Kegiatan pelatihan ini pun dihadiri oleh sekitar 75 orang yang berasal dari berbagai kalangan, dari mulai komunitas lingkungan, pelaku UMKM, pelaku wisata,  Balawista, dan unsur lain di Pemerintahan Daerah. Dalam pelatihan tersebut, para peserta mendapatkan materi tentang konsep pariwisata sirkular yang menekankan prinsip pengurangan sampah, penggunaan kembali, serta pengolahan kembali limbah yang dihasilkan dari aktivitas wisata. 

 


Kepala Dinas Pariwisata Kabupaten Sukabumi, Ali Iskandar, menjelaskan bahwa kerja sama ini melibatkan Asisten Deputi Peningkatan Kapasitas Masyarakat Deputi Bidang Sumber Daya dan Kelembagaan Kementerian Pariwisata Republik Indonesia.


Menurutnya, pariwisata merupakan sebuah ekosistem yang tidak bisa berjalan sendiri.

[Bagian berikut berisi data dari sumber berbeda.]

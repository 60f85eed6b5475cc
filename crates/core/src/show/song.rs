use std::fs::{self, File};
use std::path::{Path, PathBuf};

use serde::{Deserialize, Serialize};
use serde_json::{from_reader, to_writer_pretty};

use crate::error::{LumenError, Result};

/// Sentinel MIDI port name meaning "route to the internal input router
/// rather than any hardware port" (see `crate::midi`).
pub const INTERNAL_DMX_PORT_TRIGGER: &str = "INTERNAL_DMX_PORT_TRIGGER";

#[derive(Clone, Debug, Serialize, Deserialize)]
pub struct AudioTrack {
    pub file: PathBuf,
    pub output: usize,
    pub channels: usize,
    pub channels_used: usize,
    pub output_start_channel: usize,
    #[serde(default)]
    pub bpm: Option<f64>,
}

#[derive(Clone, Debug, Serialize, Deserialize)]
pub struct MidiTrack {
    pub file: PathBuf,
    pub channel: u8,
    pub port: String,
}

impl MidiTrack {
    pub fn routes_internally(&self) -> bool {
        self.port == INTERNAL_DMX_PORT_TRIGGER
    }
}

#[derive(Clone, Debug, Serialize, Deserialize)]
pub struct LyricLine {
    pub line: String,
    pub time: f64,
}

#[derive(Clone, Debug, Serialize, Deserialize)]
pub struct Song {
    pub name: String,
    #[serde(default)]
    pub audio_tracks: Vec<AudioTrack>,
    #[serde(default)]
    pub midi_tracks: Vec<MidiTrack>,
    #[serde(default)]
    pub video_file: Option<PathBuf>,
    #[serde(default)]
    pub lyrics: Vec<LyricLine>,
    #[serde(default)]
    pub lyrics_txt: Option<PathBuf>,
}

impl Song {
    pub fn new(name: impl Into<String>) -> Self {
        Self {
            name: name.into(),
            audio_tracks: Vec::new(),
            midi_tracks: Vec::new(),
            video_file: None,
            lyrics: Vec::new(),
            lyrics_txt: None,
        }
    }

    pub fn load(path: &Path) -> Result<Self> {
        let file = File::open(path).map_err(|e| LumenError::IoDecode(e.to_string()))?;
        from_reader(file).map_err(|e| LumenError::IoDecode(e.to_string()))
    }

    pub fn save(&self, path: &Path) -> Result<()> {
        let file = File::create(path).map_err(|e| LumenError::IoDecode(e.to_string()))?;
        to_writer_pretty(file, self).map_err(|e| LumenError::IoDecode(e.to_string()))
    }

    /// Reads a lyrics text file, one line per entry, all timestamps at 0.0
    /// pending editor adjustment.
    pub fn load_lyrics_txt(path: &Path) -> Result<Vec<LyricLine>> {
        let text = fs::read_to_string(path).map_err(|e| LumenError::IoDecode(e.to_string()))?;
        Ok(text
            .lines()
            .filter(|l| !l.trim().is_empty())
            .map(|line| LyricLine { line: line.to_string(), time: 0.0 })
            .collect())
    }
}

/// Copies a media file into `data/songs/<song_name>/<basename>` and returns
/// the destination path, unless `port` is the internal sentinel (in which
/// case the source file is referenced in place and returned unchanged).
pub fn colocate_media(data_root: &Path, song_name: &str, source: &Path, port: Option<&str>) -> Result<PathBuf> {
    if port == Some(INTERNAL_DMX_PORT_TRIGGER) {
        return Ok(source.to_path_buf());
    }

    let song_dir = data_root.join("songs").join(song_name);
    fs::create_dir_all(&song_dir).map_err(|e| LumenError::IoDecode(e.to_string()))?;

    let basename = source
        .file_name()
        .ok_or_else(|| LumenError::IoDecode("media path has no file name".to_string()))?;
    let destination = song_dir.join(basename);

    fs::copy(source, &destination).map_err(|e| LumenError::IoDecode(e.to_string()))?;
    Ok(destination)
}

/// Deletes a song's media directory, if present.
pub fn delete_song_media(data_root: &Path, song_name: &str) -> Result<()> {
    let song_dir = data_root.join("songs").join(song_name);
    if song_dir.exists() {
        fs::remove_dir_all(&song_dir).map_err(|e| LumenError::IoDecode(e.to_string()))?;
    }
    Ok(())
}

#[cfg(test)]
mod tests {
    use super::*;

    #[test]
    fn round_trips_a_song_with_lyrics() {
        let dir = tempfile::tempdir().unwrap();
        let path = dir.path().join("song.scn");

        let mut song = Song::new("Test Song");
        song.lyrics.push(LyricLine { line: "hello".to_string(), time: 1.5 });
        song.midi_tracks.push(MidiTrack {
            file: PathBuf::from("cues.mid"),
            channel: 1,
            port: INTERNAL_DMX_PORT_TRIGGER.to_string(),
        });

        song.save(&path).unwrap();
        let reloaded = Song::load(&path).unwrap();
        assert_eq!(reloaded.lyrics[0].time, 1.5);
        assert!(reloaded.midi_tracks[0].routes_internally());
    }

    #[test]
    fn colocate_media_copies_into_song_directory() {
        let dir = tempfile::tempdir().unwrap();
        let data_root = dir.path().join("data");
        let source = dir.path().join("track.wav");
        std::fs::write(&source, b"fake audio").unwrap();

        let dest = colocate_media(&data_root, "Test Song", &source, None).unwrap();
        assert!(dest.starts_with(data_root.join("songs").join("Test Song")));
        assert!(dest.exists());
    }

    #[test]
    fn internal_trigger_port_leaves_file_in_place() {
        let dir = tempfile::tempdir().unwrap();
        let data_root = dir.path().join("data");
        let source = dir.path().join("cues.mid");
        std::fs::write(&source, b"fake midi").unwrap();

        let dest = colocate_media(&data_root, "Test Song", &source, Some(INTERNAL_DMX_PORT_TRIGGER)).unwrap();
        assert_eq!(dest, source);
    }
}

Dengan adanya pelatihan ini, para pelaku wisata mendapatkan tambahan pengetahuan dan pemahaman mengenai pengelolaan destinasi berbasis ekonomi hijau dan ekonomi sirkular. 

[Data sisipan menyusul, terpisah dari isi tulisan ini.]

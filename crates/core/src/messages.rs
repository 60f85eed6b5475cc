use std::path::PathBuf;

use crate::show::{ActiveScene, Chaser, Scene};

/// Commands accepted by the show coordinator.
#[derive(Debug, Clone)]
pub enum ShowCommand {
    Initialize,
    Shutdown,

    NewProject,
    LoadProject { path: PathBuf },
    SaveProject { path: PathBuf },

    LoadSong { path: PathBuf },
    SaveSong { path: PathBuf },

    PatchFixture { model_name: String, universe: u8, address: u16, user_name: String },
    UnpatchFixture { instance_id: usize },

    SetFaderValue { instance_id: usize, channel_index: usize, value: u8 },
    ClearProgrammer,

    AddScene { scene_name: String },
    RemoveActiveScene { scene_name: String },
    CaptureScene { name: String },
    SaveScene { scene: Scene },

    StartChaser { chaser_name: String },
    StopChaser,
    SaveChaser { chaser: Chaser },

    SetMasterDimmer { value: u8 },

    Play,
    Pause,
    Stop,
    Seek { offset_secs: f64 },

    AddMidiMapping { mapping: crate::show::MidiMapping },
    RemoveMidiMapping { index: usize },
    InjectMidiEvent { channel: u8, message: Vec<u8> },
}

/// Events emitted by the show coordinator.
#[derive(Debug, Clone)]
pub enum ShowEvent {
    Initialized,
    ShutdownComplete,
    Error { message: String },

    ProjectLoaded,
    ProjectSaved { path: PathBuf },
    SongLoaded { name: String },
    SongSaved { path: PathBuf },

    FixturePatched { instance_id: usize },
    FixtureUnpatched { instance_id: usize },

    ActiveScenesChanged { scenes: Vec<ActiveScene> },
    ChaserStarted { chaser_name: String },
    ChaserStopped,
    ChaserStepChanged { step_index: usize },

    MasterDimmerChanged { value: u8 },

    PlaybackStarted,
    PlaybackPaused,
    PlaybackStopped,
    PositionChanged { position_secs: f64 },

    LyricLineChanged { index: usize, line: String },
    LyricsIdle,
    LyricsEndOfSong,

    SongEnded,

    MidiMappingTriggered { index: usize },
}
use std::collections::HashMap;
use std::sync::atomic::{AtomicU64, Ordering};
use std::sync::Arc;
use std::time::{Duration, Instant};

use async_trait::async_trait;
use midir::{MidiInput, MidiInputConnection, MidiOutput, MidiOutputConnection};
use parking_lot::Mutex;
use tokio::sync::mpsc;
use tokio::time::interval;

use super::traits::{AsyncModule, ModuleEvent, ModuleId, ModuleMessage};
use crate::error::LumenError;
use crate::midi::{
    clock_tick_interval, MidiMessage, MidiRouter, MIDI_CLOCK_CONTINUE, MIDI_CLOCK_START,
    MIDI_CLOCK_STOP, MIDI_CLOCK_TICK,
};

/// How often the dropped-input-event counter is allowed to reach the log,
/// so a jammed input port doesn't spam one line per message.
const EVENT_LOST_LOG_INTERVAL: Duration = Duration::from_secs(1);

/// Wraps MIDI input listening (dispatched through a [`MidiRouter`]) and MIDI
/// output (outgoing clock, file-track events) on one named device pair.
pub struct MidiModule {
    device_name: String,
    router: Arc<MidiRouter>,
    input_connection: Option<MidiInputConnection<()>>,
    output_connection: Option<MidiOutputConnection>,
    clock_bpm: f64,
    dropped_input_events: Arc<AtomicU64>,
    last_event_lost_log: Arc<Mutex<Instant>>,
    status: HashMap<String, String>,
}

impl MidiModule {
    pub fn new(device_name: String, router: Arc<MidiRouter>) -> Self {
        Self {
            device_name,
            router,
            input_connection: None,
            output_connection: None,
            clock_bpm: 120.0,
            dropped_input_events: Arc::new(AtomicU64::new(0)),
            last_event_lost_log: Arc::new(Mutex::new(Instant::now() - EVENT_LOST_LOG_INTERVAL)),
            status: HashMap::new(),
        }
    }

    async fn connect_midi(
        &mut self,
        tx: mpsc::Sender<ModuleMessage>,
    ) -> Result<(), Box<dyn std::error::Error + Send + Sync>> {
        let midi_in = MidiInput::new("lumen_midi_input")?;
        let midi_out = MidiOutput::new("lumen_midi_output")?;

        let in_port = midi_in
            .ports()
            .into_iter()
            .find(|port| {
                midi_in
                    .port_name(port)
                    .map(|name| name.contains(&self.device_name))
                    .unwrap_or(false)
            })
            .ok_or_else(|| format!("{} input not found", self.device_name))?;

        let tx_clone = tx.clone();
        let router = self.router.clone();
        let dropped_input_events = self.dropped_input_events.clone();
        let last_event_lost_log = self.last_event_lost_log.clone();
        let connection = midi_in
            .connect(
                &in_port,
                "lumen-midi-input",
                move |_timestamp, message, _| {
                    let Some(channel) = MidiMessage::channel(message) else { return };
                    let Some(decoded) = MidiMessage::decode(message) else { return };

                    if let Some(dispatch) = router.dispatch(channel, &decoded) {
                        log::debug!(
                            "MIDI mapping {} fired: {:?}",
                            dispatch.mapping_index,
                            dispatch.action
                        );
                    }

                    let event = ModuleEvent::MidiInput { channel, message: message.to_vec() };
                    if tx_clone.try_send(ModuleMessage::Event(event)).is_err() {
                        let dropped = dropped_input_events.fetch_add(1, Ordering::Relaxed) + 1;
                        let mut last_log = last_event_lost_log.lock();
                        if last_log.elapsed() >= EVENT_LOST_LOG_INTERVAL {
                            log::warn!("{} ({} dropped in the last second)", LumenError::EventLost, dropped);
                            dropped_input_events.store(0, Ordering::Relaxed);
                            *last_log = Instant::now();
                        }
                    }
                },
                (),
            )
            .map_err(|_| "Failed to connect MIDI input")?;

        let out_port = midi_out
            .ports()
            .into_iter()
            .find(|port| {
                midi_out
                    .port_name(port)
                    .map(|name| name.contains(&self.device_name))
                    .unwrap_or(false)
            })
            .ok_or_else(|| format!("{} output not found", self.device_name))?;

        let output_connection = midi_out
            .connect(&out_port, "lumen-midi-output")
            .map_err(|_| "Failed to connect MIDI output")?;

        self.input_connection = Some(connection);
        self.output_connection = Some(output_connection);

        self.status.insert("input_connected".to_string(), "true".to_string());
        self.status.insert("output_connected".to_string(), "true".to_string());
        self.status.insert("device".to_string(), self.device_name.clone());

        Ok(())
    }

    pub fn send_midi_message(&mut self, data: &[u8]) -> Result<(), String> {
        if let Some(output) = &mut self.output_connection {
            output.send(data).map_err(|e| format!("Failed to send MIDI: {}", e))?;
            Ok(())
        } else {
            Err("MIDI output not connected".to_string())
        }
    }
}

#[async_trait]
impl AsyncModule for MidiModule {
    fn id(&self) -> ModuleId {
        ModuleId::Midi
    }

    async fn initialize(&mut self) -> Result<(), Box<dyn std::error::Error + Send + Sync>> {
        log::info!("Initializing MIDI module for device: {}", self.device_name);

        self.status.insert("device_name".to_string(), self.device_name.clone());
        self.status.insert("status".to_string(), "initialized".to_string());
        self.status.insert("input_connected".to_string(), "false".to_string());
        self.status.insert("output_connected".to_string(), "false".to_string());

        Ok(())
    }

    async fn run(
        &mut self,
        mut rx: mpsc::Receiver<ModuleEvent>,
        tx: mpsc::Sender<ModuleMessage>,
    ) -> Result<(), Box<dyn std::error::Error + Send + Sync>> {
        log::info!("MIDI module starting for device: {}", self.device_name);

        match self.connect_midi(tx.clone()).await {
            Ok(_) => {
                let _ = tx
                    .send(ModuleMessage::Status(format!("MIDI device '{}' connected", self.device_name)))
                    .await;
            }
            Err(e) => {
                let error_msg = format!("Failed to connect MIDI device '{}': {}", self.device_name, e);
                log::warn!("{}", error_msg);
                let _ = tx.send(ModuleMessage::Error(error_msg)).await;
                // Keep running so the system works without MIDI hardware attached.
            }
        }

        let mut clock_ticker: Option<tokio::time::Interval> = None;
        let mut shutdown = false;

        while !shutdown {
            tokio::select! {
                Some(event) = rx.recv() => {
                    match event {
                        ModuleEvent::MidiOutput { message, .. } => {
                            if let Err(e) = self.send_midi_message(&message) {
                                log::warn!("MIDI send failed: {}", e);
                            }
                        }
                        ModuleEvent::SetClockBpm(bpm) => {
                            self.clock_bpm = bpm.max(1.0);
                        }
                        ModuleEvent::AudioPlay { .. } => {
                            if let Err(e) = self.send_midi_message(&[MIDI_CLOCK_START]) {
                                log::warn!("MIDI clock start send failed: {}", e);
                            }
                            clock_ticker = Some(interval(clock_tick_interval(self.clock_bpm)));
                        }
                        ModuleEvent::AudioResume => {
                            if let Err(e) = self.send_midi_message(&[MIDI_CLOCK_CONTINUE]) {
                                log::warn!("MIDI clock continue send failed: {}", e);
                            }
                            clock_ticker = Some(interval(clock_tick_interval(self.clock_bpm)));
                        }
                        ModuleEvent::AudioPause => {
                            clock_ticker = None;
                        }
                        ModuleEvent::AudioStop | ModuleEvent::AudioEndOfSong => {
                            if clock_ticker.take().is_some() {
                                if let Err(e) = self.send_midi_message(&[MIDI_CLOCK_STOP]) {
                                    log::warn!("MIDI clock stop send failed: {}", e);
                                }
                            }
                        }
                        ModuleEvent::Shutdown => {
                            log::info!("MIDI module received shutdown signal");
                            shutdown = true;
                        }
                        _ => {}
                    }
                }
                _ = async { clock_ticker.as_mut().unwrap().tick().await }, if clock_ticker.is_some() => {
                    if let Err(e) = self.send_midi_message(&[MIDI_CLOCK_TICK]) {
                        log::warn!("MIDI clock tick send failed: {}", e);
                    }
                }
            }
        }

        log::info!("MIDI module shutting down");
        Ok(())
    }

    async fn shutdown(&mut self) -> Result<(), Box<dyn std::error::Error + Send + Sync>> {
        self.input_connection = None;
        self.output_connection = None;

        self.status.insert("status".to_string(), "shutdown".to_string());
        self.status.insert("input_connected".to_string(), "false".to_string());
        self.status.insert("output_connected".to_string(), "false".to_string());

        log::info!("MIDI module shutdown complete");
        Ok(())
    }

    fn status(&self) -> HashMap<String, String> {
        self.status.clone()
    }
}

"Kerjasama dengan Pemerintah Pusat menjadi landasan penting untuk menerapkan konsep pariwisata yang lebih baik dan sesuai dengan standar nasional. Pelatihan ini merupakan wujud komitmen kita untuk mengembangkan pariwisata Sukabumi secara berkelanjutan," ujarnya.

 

Turut hadir dan menjadi narasumber utama pada kegiatan tersebut adalah Adyatama Kepariwisataan dan Ekonomi Kreatif Kementerian Pariwisata Rita Fariza Hanividya. Dalam paparannya, ia menekankan pentingnya mengintegrasikan prinsip ekonomi sirkular dalam pengelolaan pariwisata.

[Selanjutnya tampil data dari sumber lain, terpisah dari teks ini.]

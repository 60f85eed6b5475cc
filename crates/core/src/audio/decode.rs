use std::path::Path;
use std::time::Duration;

use symphonia::core::audio::SampleBuffer;
use symphonia::core::codecs::{DecoderOptions, CODEC_TYPE_NULL};
use symphonia::core::errors::Error as SymphoniaError;
use symphonia::core::formats::FormatOptions;
use symphonia::core::io::MediaSourceStream;
use symphonia::core::meta::MetadataOptions;
use symphonia::core::probe::Hint;

use crate::error::{LumenError, Result};

/// A fully pre-decoded audio file: interleaved `f32` PCM at the file's own
/// sample rate and channel count. Tracks are decoded once on song load, not
/// streamed, so the realtime mixing callback never touches the filesystem
/// or a decoder.
pub struct DecodedAudio {
    pub samples: Vec<f32>,
    pub channels: usize,
    pub sample_rate: u32,
}

impl DecodedAudio {
    pub fn frame_count(&self) -> usize {
        if self.channels == 0 {
            0
        } else {
            self.samples.len() / self.channels
        }
    }

    /// `None` once `channels` or `sample_rate` couldn't be determined (an
    /// empty or unreadable file) — callers fall back to a synthetic
    /// duration rather than propagate this.
    pub fn duration(&self) -> Option<Duration> {
        if self.channels == 0 || self.sample_rate == 0 {
            return None;
        }
        Some(Duration::from_secs_f64(self.frame_count() as f64 / self.sample_rate as f64))
    }

    pub fn sample_at(&self, frame: usize, channel: usize) -> f32 {
        if self.channels == 0 {
            return 0.0;
        }
        let channel = channel.min(self.channels - 1);
        self.samples.get(frame * self.channels + channel).copied().unwrap_or(0.0)
    }
}

pub fn decode_file(path: &Path) -> Result<DecodedAudio> {
    let file = std::fs::File::open(path).map_err(|e| LumenError::IoDecode(e.to_string()))?;
    let mss = MediaSourceStream::new(Box::new(file), Default::default());

    let mut hint = Hint::new();
    if let Some(ext) = path.extension().and_then(|e| e.to_str()) {
        hint.with_extension(ext);
    }

    let probed = symphonia::default::get_probe()
        .format(&hint, mss, &FormatOptions::default(), &MetadataOptions::default())
        .map_err(|e| LumenError::IoDecode(e.to_string()))?;

    let mut format = probed.format;
    let track = format
        .tracks()
        .iter()
        .find(|t| t.codec_params.codec != CODEC_TYPE_NULL)
        .ok_or_else(|| LumenError::IoDecode("no supported audio track in file".to_string()))?
        .clone();

    let track_id = track.id;
    let mut decoder = symphonia::default::get_codecs()
        .make(&track.codec_params, &DecoderOptions::default())
        .map_err(|e| LumenError::IoDecode(e.to_string()))?;

    let mut samples = Vec::new();
    let mut channels = 0usize;
    let mut sample_rate = 0u32;

    loop {
        let packet = match format.next_packet() {
            Ok(packet) => packet,
            Err(SymphoniaError::IoError(_)) => break,
            Err(e) => return Err(LumenError::IoDecode(e.to_string())),
        };

        if packet.track_id() != track_id {
            continue;
        }

        let decoded = match decoder.decode(&packet) {
            Ok(decoded) => decoded,
            Err(SymphoniaError::DecodeError(_)) => continue,
            Err(e) => return Err(LumenError::IoDecode(e.to_string())),
        };

        let spec = *decoded.spec();
        channels = spec.channels.count();
        sample_rate = spec.rate;

        let mut buffer = SampleBuffer::<f32>::new(decoded.capacity() as u64, spec);
        buffer.copy_interleaved_ref(decoded);
        samples.extend_from_slice(buffer.samples());
    }

    Ok(DecodedAudio { samples, channels, sample_rate })
}

#[cfg(test)]
mod tests {
    use super::*;

    #[test]
    fn empty_decode_reports_no_duration() {
        let audio = DecodedAudio { samples: Vec::new(), channels: 0, sample_rate: 0 };
        assert_eq!(audio.duration(), None);
        assert_eq!(audio.frame_count(), 0);
    }

    #[test]
    fn sample_at_clamps_to_available_channels() {
        let audio = DecodedAudio { samples: vec![0.1, 0.2], channels: 2, sample_rate: 44100 };
        assert_eq!(audio.sample_at(0, 5), audio.sample_at(0, 1));
    }
}
pub mod project;
pub mod scene;
pub mod song;

pub use project::{Project, ProjectUniverse};
pub use scene::{ActiveScene, Chaser, ChaserStep, MidiActionKind, MidiMapping, MidiTriggerType, Scene};
pub use song::{Song, INTERNAL_DMX_PORT_TRIGGER};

"Pariwisata sirkular bukan hanya tentang mengurangi dampak lingkungan, tetapi juga tentang menciptakan siklus ekonomi yang menguntungkan semua pihak, mulai dari pelaku usaha hingga masyarakat lokal," jelas Rita Fariza Hanividya.


Selain itu, Anggota Komisi VII DPR RI Iman Adinugraha juga turut mendukung dan menghadiri kegiatan pelatihan ini. Sebagai perwakilan rakyat dari daerah pemilihan Sukabumi, ia menyampaikan bahwa program semacam ini akan menjadi dorongan besar bagi perkembangan pariwisata daerah. "Kita akan terus mendorong dan mendukung setiap langkah yang bertujuan untuk meningkatkan kualitas pariwisata Sukabumi dan memberikan manfaat nyata bagi masyarakat," ucap Iman Adinugraha.

 

Pelatihan dengan tema "Mengurangi, Menggunakan Kembali, dan Menghasilkan" menyajikan materi tentang pengelolaan sumber daya yang optimal, pemanfaatan limbah menjadi produk bernilai tambah, serta penerapan prinsip ramah lingkungan di berbagai sektor pariwisata. Peserta pelatihan terdiri dari pengelola akomodasi, pengusaha usaha wisata, dan perwakilan komunitas lokal dari berbagai wilayah di Kabupaten Sukabumi.

 

Setelah pelatihan, Dinas Pariwisata Kabupaten Sukabumi berencana untuk mengimplementasikan hasil kegiatan ini dengan mengembangkan beberapa destinasi unggulan berbasis pariwisata sirkular, antara lain kawasan Ciletuh-Palabuhanratu UNESCO Global Geopark dan beberapa pantai ikonik di daerah. Selain itu, juga akan dilakukan kerja sama dengan pihak transportasi untuk mendukung paket wisata berkelanjutan melalui program West Java Traincation.

 

"Kita berharap melalui pelatihan ini, Sukabumi dapat menjadi contoh destinasi pariwisata sirkular yang sukses di Jawa Barat. Dengan dukungan Pemerintah Pusat dan kerja sama semua pihak, kita yakin dapat mewujudkan pariwisata yang berkualitas, lestari, dan memberdayakan masyarakat, menuju Sukabumi yang Mubarokah", tutup Ali Iskandar.